Introduction: Pulmonary vein stenosis (PVS) is a rare and progressive disease of the vasculature, characterized by neointimal proliferation and is frequently lethal in pediatric patients. PVS is clinically heterogeneous, and its etiology remains unknown. Insight into the genetic basis of PVS can help to direct treatment interventions and improve clinical outcomes. Objectives: To examine the genetic mechanisms underlying PVS and to compare the genetic architecture in patients with severe disease to patients with disease stabilization. Methods: We performed genome sequencing in a cohort of 18 pediatric patients with PVS. The genomic data was analyzed for clinically reportable variants and biologically plausible candidates. We used a statistical overrepresentation test to investigate the overrepresentation of gene ontology (GO) terms in patients with aggressive disease compared with stabilized patients. Results: Seven patients (38.9%) had aggressive disease, resulting in death or lung transplant, 16 patients (88.9%) had concomitant congenital heart disease, and 11 patients (61.1%) had extracardiac anomalies.

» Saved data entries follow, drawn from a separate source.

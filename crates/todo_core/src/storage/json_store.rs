use crate::error::AppError;
use crate::model::{InboxItem, Task};
use serde::{Deserialize, Serialize};
use std::path::{Path, PathBuf};

pub const SCHEMA_VERSION: u32 = 1;
const STORE_FILE_NAME: &str = "tasks.json";
const STORE_ENV_VAR: &str = "TODOAPP_STORE_PATH";

#[derive(Debug, Serialize, Deserialize)]
struct StoredState {
    schema_version: u32,
    tasks: Vec<Task>,
    #[serde(default)]
    inbox: Vec<InboxItem>,
}

#[derive(Debug, Default, Clone, PartialEq, Eq)]
pub struct TaskState {
    pub tasks: Vec<Task>,
    pub inbox: Vec<InboxItem>,
}

impl TaskState {
    pub fn find_task(&self, id: &str) -> Option<&Task> {
        self.tasks.iter().find(|task| task.id == id)
    }

    pub fn find_task_mut(&mut self, id: &str) -> Option<&mut Task> {
        self.tasks.iter_mut().find(|task| task.id == id)
    }
}

pub fn store_path() -> Result<PathBuf, AppError> {
    if let Ok(path) = std::env::var(STORE_ENV_VAR)
        && !path.trim().is_empty()
    {
        return Ok(PathBuf::from(path));
    }

    if cfg!(windows) {
        let appdata =
            std::env::var("APPDATA").map_err(|_| AppError::invalid_data("APPDATA is not set"))?;
        Ok(PathBuf::from(appdata).join("todoapp").join(STORE_FILE_NAME))
    } else {
        let home = std::env::var("HOME").map_err(|_| AppError::invalid_data("HOME is not set"))?;
        Ok(PathBuf::from(home)
            .join(".config")
            .join("todoapp")
            .join(STORE_FILE_NAME))
    }
}

/// Missing store files read as an empty state.
pub fn load_state(path: &Path) -> Result<TaskState, AppError> {
    if !path.exists() {
        return Ok(TaskState::default());
    }

    let content = std::fs::read_to_string(path).map_err(|err| AppError::io(err.to_string()))?;
    let stored: StoredState =
        serde_json::from_str(&content).map_err(|err| AppError::invalid_data(err.to_string()))?;

    if !(1..=SCHEMA_VERSION).contains(&stored.schema_version) {
        return Err(AppError::invalid_data("schema_version mismatch"));
    }

    Ok(TaskState {
        tasks: stored.tasks,
        inbox: stored.inbox,
    })
}

pub fn save_state(path: &Path, state: &TaskState) -> Result<(), AppError> {
    if let Some(parent) = path.parent() {
        std::fs::create_dir_all(parent).map_err(|err| AppError::io(err.to_string()))?;
    }

    let stored = StoredState {
        schema_version: SCHEMA_VERSION,
        tasks: state.tasks.clone(),
        inbox: state.inbox.clone(),
    };
    let content = serde_json::to_string_pretty(&stored)
        .map_err(|err| AppError::invalid_data(err.to_string()))?;
    std::fs::write(path, content).map_err(|err| AppError::io(err.to_string()))?;

    #[cfg(unix)]
    {
        use std::os::unix::fs::PermissionsExt;
        let permissions = std::fs::Permissions::from_mode(0o600);
        std::fs::set_permissions(path, permissions).map_err(|err| AppError::io(err.to_string()))?;
    }

    Ok(())
}
use async_trait::async_trait;
use lru::LruCache;
use std::num::NonZeroUsize;
use std::path::{Path, PathBuf};
use std::sync::{Arc, Mutex, MutexGuard};

/// Reads source files on behalf of the orchestrator
#[async_trait]
pub trait FileAccess: Send + Sync {
    async fn read_file(&self, path: &Path) -> std::io::Result<Arc<str>>;

    /// Drop any cached content
    fn clear_cache(&self) {}
}

/// Filesystem reader with a bounded LRU content cache
pub struct FsFileAccess {
    cache: Mutex<LruCache<PathBuf, Arc<str>>>,
}

impl FsFileAccess {
    pub fn new(capacity: usize) -> Self {
        let capacity = NonZeroUsize::new(capacity.max(1)).unwrap_or(NonZeroUsize::MIN);
        Self {
            cache: Mutex::new(LruCache::new(capacity)),
        }
    }

    pub fn cached_entries(&self) -> usize {
        self.lock().len()
    }

    fn lock(&self) -> MutexGuard<'_, LruCache<PathBuf, Arc<str>>> {
        self.cache.lock().unwrap_or_else(|poisoned| poisoned.into_inner())
    }
}

impl Default for FsFileAccess {
    fn default() -> Self {
        Self::new(256)
    }
}

#[async_trait]
impl FileAccess for FsFileAccess {
    async fn read_file(&self, path: &Path) -> std::io::Result<Arc<str>> {
        if let Some(hit) = self.lock().get(path) {
            return Ok(Arc::clone(hit));
        }

        let content: Arc<str> = tokio::fs::read_to_string(path).await?.into();
        self.lock().put(path.to_path_buf(), Arc::clone(&content));
        Ok(content)
    }

    fn clear_cache(&self) {
        let evicted = {
            let mut cache = self.lock();
            let evicted = cache.len();
            cache.clear();
            evicted
        };
        log::debug!("Cleared {evicted} cached file(s)");
    }
}
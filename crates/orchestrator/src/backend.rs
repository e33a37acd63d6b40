//! The external analysis backend and the retry policy wrapped around it.

use crate::config::OrchestratorConfig;
use async_trait::async_trait;
use serde::{Deserialize, Serialize};
use std::time::Duration;
use thiserror::Error;
use tokio_util::sync::CancellationToken;

/// Token accounting reported by the backend
#[derive(Debug, Clone, Copy, Default, PartialEq, Eq, Serialize, Deserialize)]
pub struct TokenUsage {
    pub prompt_tokens: usize,
    pub completion_tokens: usize,
}

impl TokenUsage {
    pub const fn total(&self) -> usize {
        self.prompt_tokens + self.completion_tokens
    }
}

#[derive(Debug, Clone, PartialEq, Eq, Serialize, Deserialize)]
pub struct BackendResponse {
    pub text: String,
    pub usage: TokenUsage,
    pub elapsed_ms: u64,
}

/// Classified backend failure
#[derive(Error, Debug, Clone, PartialEq, Eq)]
pub enum BackendError {
    #[error("Backend call timed out after {0} ms")]
    Timeout(u64),

    #[error("Rate limited by backend")]
    RateLimited,

    #[error("Backend server error {status}: {message}")]
    Server { status: u16, message: String },

    #[error("Malformed backend response: {0}")]
    MalformedResponse(String),

    #[error("Backend unavailable: {0}")]
    Unavailable(String),

    #[error("Backend call cancelled")]
    Cancelled,
}

impl BackendError {
    /// Transient failures worth another attempt
    pub fn is_retryable(&self) -> bool {
        match self {
            Self::Timeout(_) | Self::RateLimited | Self::Unavailable(_) => true,
            Self::Server { status, .. } => *status >= 500,
            Self::MalformedResponse(_) | Self::Cancelled => false,
        }
    }
}

/// External analysis service invoked once per chunk
#[async_trait]
pub trait Backend: Send + Sync {
    fn name(&self) -> &str {
        "backend"
    }

    async fn invoke(&self, prompt: &str, token_budget: usize)
        -> Result<BackendResponse, BackendError>;
}

/// Successful call plus how many attempts it took
#[derive(Debug, Clone)]
pub struct RetriedResponse {
    pub response: BackendResponse,
    pub attempts: u32,
}

/// Final failure of a retried call plus how many attempts were made
#[derive(Error, Debug, Clone, PartialEq, Eq)]
#[error("{error} (after {attempts} attempt(s))")]
pub struct RetryFailure {
    pub error: BackendError,
    pub attempts: u32,
}

/// Bounded retries with exponential backoff and a per-call timeout
#[derive(Debug, Clone, Copy, PartialEq, Eq)]
pub struct RetryPolicy {
    pub max_attempts: u32,
    pub base_delay: Duration,
    pub max_delay: Duration,
    pub timeout: Duration,
}

impl RetryPolicy {
    pub fn from_config(config: &OrchestratorConfig) -> Self {
        Self {
            max_attempts: config.retry.max_attempts.max(1),
            base_delay: Duration::from_millis(config.retry.base_delay_ms),
            max_delay: Duration::from_millis(config.retry.max_delay_ms),
            timeout: config.step_timeout(),
        }
    }

    /// Delay before retry number `attempt` (1-based): `base * 2^(attempt-1)`, capped
    pub fn delay_for(&self, attempt: u32) -> Duration {
        let factor = 2u32.saturating_pow(attempt.saturating_sub(1));
        self.base_delay.saturating_mul(factor).min(self.max_delay)
    }

    pub async fn call(
        &self,
        backend: &dyn Backend,
        prompt: &str,
        token_budget: usize,
        cancel: &CancellationToken,
    ) -> Result<RetriedResponse, RetryFailure> {
        let mut attempt = 1;
        let fail = |error: BackendError, attempts: u32| RetryFailure { error, attempts };
        loop {
            let result = tokio::select! {
                _ = cancel.cancelled() => Err(BackendError::Cancelled),
                result = tokio::time::timeout(self.timeout, backend.invoke(prompt, token_budget)) => {
                    result.unwrap_or_else(|_| Err(BackendError::Timeout(self.timeout.as_millis() as u64)))
                }
            };

            match result {
                Ok(response) => {
                    return Ok(RetriedResponse {
                        response,
                        attempts: attempt,
                    })
                }
                Err(err) if err.is_retryable() && attempt < self.max_attempts => {
                    let delay = self.delay_for(attempt);
                    log::warn!(
                        "{} call failed (attempt {attempt}/{}): {err}; retrying in {} ms",
                        backend.name(),
                        self.max_attempts,
                        delay.as_millis()
                    );
                    tokio::select! {
                        _ = cancel.cancelled() => return Err(fail(BackendError::Cancelled, attempt)),
                        _ = tokio::time::sleep(delay) => {}
                    }
                    attempt += 1;
                }
                Err(err) => return Err(fail(err, attempt)),
            }
        }
    }
}
use crate::config::DEFAULT_MAX_FILE_SIZE_BYTES;
use ignore::WalkBuilder;
use serde::{Deserialize, Serialize};
use std::path::{Path, PathBuf};

/// A discovered file
#[derive(Debug, Clone, PartialEq, Eq, Serialize, Deserialize)]
pub struct ScannedFile {
    /// Absolute (root-joined) path
    pub path: PathBuf,
    /// Root-relative, `/`-separated path
    pub relative: String,
    pub size_bytes: u64,
}

/// Scanner for finding analyzable files in a project
pub struct FileScanner {
    root: PathBuf,
    max_file_size_bytes: u64,
}

impl FileScanner {
    pub fn new(root: impl AsRef<Path>) -> Self {
        Self {
            root: root.as_ref().to_path_buf(),
            max_file_size_bytes: DEFAULT_MAX_FILE_SIZE_BYTES,
        }
    }

    #[must_use]
    pub fn with_max_file_size(mut self, bytes: u64) -> Self {
        self.max_file_size_bytes = bytes;
        self
    }

    /// Scan directory for files (.gitignore aware), sorted by relative path
    pub fn scan(&self) -> Vec<ScannedFile> {
        let mut files = Vec::new();

        let root = self.root.clone();
        let mut builder = WalkBuilder::new(&self.root);
        builder
            .hidden(true) // skip hidden files by default
            .git_ignore(true)
            .git_global(true)
            .git_exclude(true)
            .require_git(false);
        builder.filter_entry(move |entry| !FileScanner::is_ignored_scope(entry.path(), &root));

        for result in builder.build() {
            match result {
                Ok(entry) => {
                    let Some(file_type) = entry.file_type() else {
                        continue;
                    };
                    if !file_type.is_file() {
                        continue;
                    }

                    let path = entry.path();
                    let size_bytes = entry.metadata().map(|m| m.len()).unwrap_or(0);
                    if size_bytes > self.max_file_size_bytes {
                        log::debug!(
                            "Skipping large file {} ({} bytes > {})",
                            path.display(),
                            size_bytes,
                            self.max_file_size_bytes
                        );
                        continue;
                    }

                    if Self::is_noise_file(path) {
                        log::debug!("Skipping noisy artifact {}", path.display());
                        continue;
                    }

                    if !Self::is_supported_file(path) {
                        continue;
                    }

                    let Some(relative) = self.relative_path(path) else {
                        continue;
                    };
                    files.push(ScannedFile {
                        path: path.to_path_buf(),
                        relative,
                        size_bytes,
                    });
                }
                Err(e) => log::warn!("Failed to read entry: {e}"),
            }
        }

        files.sort_by(|a, b| a.relative.cmp(&b.relative));
        log::info!("Found {} files under {}", files.len(), self.root.display());
        files
    }

    fn relative_path(&self, path: &Path) -> Option<String> {
        let relative = path.strip_prefix(&self.root).ok()?;
        let parts: Vec<String> = relative
            .components()
            .filter_map(|c| match c {
                std::path::Component::Normal(name) => Some(name.to_string_lossy().into_owned()),
                _ => None,
            })
            .collect();
        (!parts.is_empty()).then(|| parts.join("/"))
    }

    fn is_supported_file(path: &Path) -> bool {
        if let Some(file_name) = path.file_name().and_then(|name| name.to_str()) {
            if matches!(file_name, "README" | "LICENSE" | "CHANGELOG") {
                return true;
            }
        }

        if let Some(ext) = path.extension().and_then(|ext| ext.to_str()) {
            let ext = ext.to_lowercase();
            return SUPPORTED_EXTENSIONS
                .iter()
                .any(|candidate| candidate == &ext);
        }

        false
    }

    fn is_ignored_scope(path: &Path, root: &Path) -> bool {
        if let Ok(relative) = path.strip_prefix(root) {
            for component in relative.components() {
                if let std::path::Component::Normal(name) = component {
                    let lowered = name.to_string_lossy().to_lowercase();
                    if IGNORED_SCOPES.iter().any(|ignored| ignored == &lowered) {
                        return true;
                    }
                }
            }
        }
        false
    }

    fn is_noise_file(path: &Path) -> bool {
        path.file_name()
            .and_then(|n| n.to_str())
            .is_some_and(|name| {
                NOISE_FILE_NAMES
                    .iter()
                    .any(|candidate| name.eq_ignore_ascii_case(candidate))
                    || name.ends_with(".min.js")
                    || name.ends_with(".lock")
            })
    }
}

const IGNORED_SCOPES: &[&str] = &[
    // VCS / tooling
    ".git",
    ".hg",
    ".svn",
    ".idea",
    ".vscode",
    ".yarn",
    ".npm",
    // caches / builds
    ".cache",
    "node_modules",
    ".next",
    ".turbo",
    ".parcel-cache",
    ".output",
    "build",
    "dist",
    "coverage",
    ".nuxt",
    ".vite",
    ".svelte-kit",
    "tmp",
    "target",
    ".terraform",
    ".venv",
    "venv",
    ".tox",
    ".mypy_cache",
    ".pytest_cache",
    // vendor
    "vendor",
    "third_party",
    "third-party",
    "__pycache__",
];

const NOISE_FILE_NAMES: &[&str] = &[
    ".gitignore",
    ".gitmodules",
    "package-lock.json",
    "pnpm-lock.yaml",
    "yarn.lock",
    "cargo.lock",
    "poetry.lock",
];

/// Code, docs and plain-text extensions worth analyzing
const SUPPORTED_EXTENSIONS: &[&str] = &[
    // General purpose languages
    "rs", "py", "pyw", "js", "mjs", "cjs", "ts", "tsx", "jsx", "mts", "cts", "java", "kt", "kts",
    "go", "c", "h", "cpp", "cc", "cxx", "hpp", "hh", "hxx", "cs", "rb", "swift", "php", "scala",
    // Scripts
    "sh", "bash", "zsh", "sql", "css", "scss",
    // Docs
    "md", "mdx", "markdown", "rst", "adoc", "html", "htm", "txt",
    // Config / data
    "yaml", "yml", "json", "toml", "ini", "cfg", "conf", "xml", "proto",
];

In two patients (11.1%) with a syndromic presentation, we identified Pathogenic/Likely Pathogenic variants in three genes: ANKRD11, associated with KBG syndrome, FOXP1 , and DYNC1H1 , associated with intellectual developmental disorders. In search of novel candidate genes, we identified de novo variants in PAK4 , AMBRA1 , and ANKRD50 , involved in cytoskeletal remodeling, mTOR-regulated autophagy, and protein trafficking, respectively. In patients with severe PVS, we found an overrepresentation of rare (minor allele frequency <0.15%) coding variants in genes involved in blood vessel morphogenesis (FDR <0.05), protein phosphorylation (FDR <0.05), dynein intermediate chain binding (FDR <0.05), and ATP binding (FDR <0.05). No GO terms were overrepresented in the patients with stabilized disease. Conclusions: This exploratory cohort of patients with PVS provides further insight into the genetic contributions to PVS. These results suggest distinct genetic landscapes between progressive and stabilized disease. Genetic testing in larger cohorts is needed to further define the molecular pathology of pediatric PVS.